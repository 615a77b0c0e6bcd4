//! Core enrichment pipeline for Geoenrich.
//!
//! Records stream in, are grouped into batches, resolved against the cache
//! and then the geocoding service, written back to the cache, and stream
//! out again in their original order.

pub mod batch;
pub mod flattener;
pub mod observer;
pub mod pipeline;
pub mod schema;
pub mod stages;

pub use batch::{Batch, BatchStats, Batcher};
pub use observer::{PipelineObserver, RunStats, SilentObserver};
pub use pipeline::{Pipeline, PipelineBuilder};
pub use schema::{FieldDeclaration, FieldKind, declared_fields};
//! Shared types, error model, and configuration for Geoenrich.
//!
//! This crate is the foundation depended on by all other Geoenrich crates.
//! It provides:
//! - [`GeoenrichError`]: the unified error type
//! - Domain types ([`Record`], [`Location`], [`CacheEntry`], [`AddressFields`])
//! - Configuration ([`AppConfig`], [`PipelineConfig`], [`StageOptions`], config loading)

pub mod config;
pub mod error;
pub mod types;

// Re-export public API at crate root for ergonomic imports.
pub use config::{
    AppConfig, CacheConfig, CacheWriteFailure, DEFAULT_BATCH_SIZE, DEFAULT_CACHE_COLLECTION,
    GeocodioConfig, PipelineConfig, PipelineDefaults, StageOptions, config_dir, config_file_path,
    init_config, load_config, load_config_from, resolve_api_key,
};
pub use error::{GeoenrichError, Result};
pub use types::{
    AddressFields, CacheEntry, GEOCODED_FIELD, LOCATION_FIELD, Location, REQUIRES_GEOCODE_FIELD,
    Record,
};
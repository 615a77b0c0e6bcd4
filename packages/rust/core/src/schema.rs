//! Record schema side effects of the geocoding step.

use geoenrich_shared::{AddressFields, LOCATION_FIELD, StageOptions};
use serde::Serialize;

/// Kind of a declared output field.
#[derive(Debug, Clone, Copy, PartialEq, Eq, Serialize)]
#[serde(rename_all = "snake_case")]
pub enum FieldKind {
    GeoPoint,
    Object,
}

/// An output field schema-aware consumers can render.
#[derive(Debug, Clone, PartialEq, Eq, Serialize)]
pub struct FieldDeclaration {
    pub name: String,
    pub kind: FieldKind,
    #[serde(skip_serializing_if = "Option::is_none")]
    pub label: Option<String>,
}

/// Fields the pipeline adds for `options`: `location` and `<address>_full`.
///
/// Declared only; nothing here enforces them on records.
pub fn declared_fields(options: &StageOptions) -> Vec<FieldDeclaration> {
    let fields = AddressFields::new(options.address.as_str());
    vec![
        FieldDeclaration {
            name: LOCATION_FIELD.to_string(),
            kind: FieldKind::GeoPoint,
            label: Some("Location".to_string()),
        },
        FieldDeclaration {
            name: fields.full().to_string(),
            kind: FieldKind::Object,
            label: None,
        },
    ]
}
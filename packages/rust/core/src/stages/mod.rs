//! The three batch transforms between the batcher and the flattener.
//!
//! Each stage owns the batch for the duration of one call and hands back the
//! same records, same count, same order:
//! - [`CacheReader`] fills cached results and marks what still needs resolving
//! - [`Geocoder`] resolves the marked records in one service call
//! - [`CacheWriter`] persists fresh results and strips bookkeeping

mod cache_reader;
mod cache_writer;
mod geocoder;

use std::future::Future;

use geoenrich_shared::Result;

use crate::batch::Batch;

pub use cache_reader::CacheReader;
pub use cache_writer::CacheWriter;
pub use geocoder::Geocoder;

/// A 1:1 batch transform.
pub trait Stage: Send + Sync {
    /// Short name used in logs.
    fn name(&self) -> &'static str;

    /// Transform one batch. An error is fatal to the run.
    fn process(&self, batch: Batch) -> impl Future<Output = Result<Batch>> + Send;
}
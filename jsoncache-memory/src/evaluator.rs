//! Query expression evaluation for in-memory document filtering.
//!
//! This module provides the evaluation engine for query expressions. Every stored document
//! is checked in turn; there are no indexes.

use thiserror::Error;
use tracing::trace;

use jsoncache_core::{
    error::DocumentStoreError,
    query::{Expr, FieldOp, QueryVisitor},
    value::{Map, Value},
};

/// A value could not be read as a number for an operator clause.
///
/// Never leaves this module: a failed coercion simply fails the clause.
#[derive(Error, Debug, PartialEq)]
#[error("cannot coerce {0} to a number")]
pub(crate) struct CoercionError(&'static str);

/// Reads a value as a number for `$eq`, `$lte` and `$gte`.
///
/// Numbers are taken as is. Strings are read like a scanf `%f`: leading whitespace is
/// skipped, the longest leading decimal token is parsed, and anything after it is ignored,
/// so `"30 years"` reads as `30`. Everything else fails.
pub(crate) fn coerce_number(value: &Value) -> Result<f64, CoercionError> {
    match value {
        Value::Number(number) => Ok(*number),
        Value::String(text) => leading_number(text)
            .and_then(|token| token.parse::<f64>().ok())
            .ok_or(CoercionError("string")),
        other => Err(CoercionError(other.type_name())),
    }
}

/// Returns the sign, digits, fraction and exponent at the start of `text`.
///
/// An exponent marker is consumed even without digits after it, which makes the token
/// unparseable: `"1e"` does not coerce.
fn leading_number(text: &str) -> Option<&str> {
    let text = text.trim_start();
    let bytes = text.as_bytes();
    let skip_digits = |mut end: usize| {
        while bytes.get(end).is_some_and(u8::is_ascii_digit) {
            end += 1;
        }
        end
    };

    let mut end = 0;
    if matches!(bytes.first(), Some(b'+' | b'-')) {
        end += 1;
    }

    let integral_end = skip_digits(end);
    let mut digits = integral_end - end;
    end = integral_end;

    if bytes.get(end) == Some(&b'.') {
        let fraction_end = skip_digits(end + 1);
        digits += fraction_end - (end + 1);
        end = fraction_end;
    }

    if digits == 0 {
        return None;
    }

    if matches!(bytes.get(end), Some(b'e' | b'E')) {
        end += 1;
        if matches!(bytes.get(end), Some(b'+' | b'-')) {
            end += 1;
        }
        end = skip_digits(end);
    }

    Some(&text[..end])
}

pub(crate) struct DocumentEvaluator<'a> {
    document: &'a Map,
}

impl<'a> DocumentEvaluator<'a> {
    pub fn new(document: &'a Map) -> Self {
        Self { document }
    }

    pub fn evaluate(&mut self, expr: &Expr) -> bool {
        self.visit_expr(expr).unwrap_or(false)
    }

    /// Returns copies of every object-shaped document matching `expr`.
    ///
    /// Documents that are not objects are skipped.
    pub fn filter_documents(
        documents: impl IntoIterator<Item = &'a Value>,
        expr: &Expr,
    ) -> Vec<Value> {
        documents
            .into_iter()
            .filter(|doc| match doc.as_object() {
                Some(map) => DocumentEvaluator::new(map).evaluate(expr),
                None => false,
            })
            .cloned()
            .collect::<Vec<_>>()
    }

    fn compare(field_value: &Value, operand: &Value, op: &FieldOp) -> bool {
        let (left, right) = match (coerce_number(field_value), coerce_number(operand)) {
            (Ok(left), Ok(right)) => (left, right),
            (Err(err), _) | (_, Err(err)) => {
                trace!(op = %op, error = %err, "Operator clause failed numeric coercion");
                return false;
            }
        };

        match op {
            // Both sides must be numeric, but equality is checked on the original values.
            FieldOp::Eq => field_value == operand,
            FieldOp::Lte => left <= right,
            FieldOp::Gte => left >= right,
            FieldOp::Literal | FieldOp::Unrecognized(_) => false,
        }
    }
}

impl<'a> QueryVisitor for DocumentEvaluator<'a> {
    type Output = bool;
    type Error = DocumentStoreError;

    fn visit_and(&mut self, exprs: &[Expr]) -> Result<Self::Output, Self::Error> {
        for expr in exprs {
            if !self.visit_expr(expr)? {
                return Ok(false);
            }
        }

        Ok(true)
    }

    fn visit_exists(&mut self, field: &str) -> Result<Self::Output, Self::Error> {
        Ok(self.document.contains_key(field))
    }

    fn visit_field(&mut self, field: &str, op: &FieldOp, value: &Value) -> Result<Self::Output, Self::Error> {
        match self.document.get(field) {
            Some(field_value) => match op {
                FieldOp::Literal => Ok(field_value == value),
                FieldOp::Eq | FieldOp::Lte | FieldOp::Gte => {
                    Ok(DocumentEvaluator::compare(field_value, value, op))
                },
                FieldOp::Unrecognized(operator) => {
                    trace!(field, operator = %operator, "Ignoring unrecognized query operator");
                    Ok(true)
                },
            },
            None => Ok(false),
        }
    }
}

Task item: Report every line in the listing that holds the word "GeoenrichError".

Task result:
//! - [`GeoenrichError`]: the unified error type
pub use error::{GeoenrichError, Result};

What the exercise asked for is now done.